1Professor, School of the Built Environment – University of Salford, 4th Floor, Maxwell Building, The Crescent, Salford, Greater Manchester, M5 4WT, UK, Phone +44 161 2957960, FAX +44 161 2954587, l.j.koskela@salford.ac.uk
2Research Fellow, School of the Built Environment – University of Salford, 4th Floor, Maxwell Building, The Crescent, Salford, Greater Manchester, M5 4WT, UK, Phone +44 161 2956344, FAX +44 161 2954587, j.rooke@salford.ac.uk
3MSc, Consulting Engineer, External Lecturer, Danish Technical University, Roennebaervej 10, app 108, 2840 Holte, DK Denmark, Phone +45 4542 4705, sven@bertelsen.org
4Civil Engineer, M.Sc., MBA, Ph.D. candidate, School of the Built Environment – University of Salford, 4th Floor, Maxwell Building, The Crescent, Salford, Greater Manchester, M5 4WT, UK, Phone +44 161 2954143, FAX +44 161 2954587, g.henrich@pgr.salford.ac.uk

Abstract

This paper aims at reporting new developments in the understanding of the TFV (Transformation-Flow-Value generation) theory of production.
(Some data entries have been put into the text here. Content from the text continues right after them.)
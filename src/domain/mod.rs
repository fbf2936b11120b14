pub mod ids;
pub mod load_number;
pub mod types;

pub use ids::{IdAllocator, LoadId};
pub use load_number::format_load_number;
pub use types::*;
This theory identifies three interdependent angles to production: transformation (achieved by resources workers, machines, etc.) oriented (T), materials oriented (F) and customer oriented (V). Fundamental ontological differences in the presuppositions of the three sub theories are pinpointed. In particular, the transformation theory subscribes to thing metaphysics, whilst the value generation theory is based on process metaphysics. It is suggested that for achieving an internal alignment among the sub theories, two different understandings should be distinguished: thing-metaphysics based (TFV)t and process metaphysics based (TFV)p. It is shown that the three different sub theories have often in practice been interpreted according to (TFV)t. However, the fundamental problems associated to this understanding are also pinpointed, and the limited range of application of (TFV)t is noted. In the consideration of (TFV)p, especially the transformation theory has to be reinterpreted as a processual conceptualization. It is suggested, following a hint from Shingo, that transformations equate to work. It is suggested that the traditional command and control (or management-as-planning) mode is in coherence with the (TFV)t theory. Unfortunately, this mode of control amplifies the conceptual shortcomings of the (TFV)t, and it has been found to be inefficient in practice. Instead, for (TFV)p, more holistic modes of control are needed. An initial exploration of control coherent with the (TFV)p conceptualization is made.

Keywords

Transformation, flow, value generation, production, metaphysics.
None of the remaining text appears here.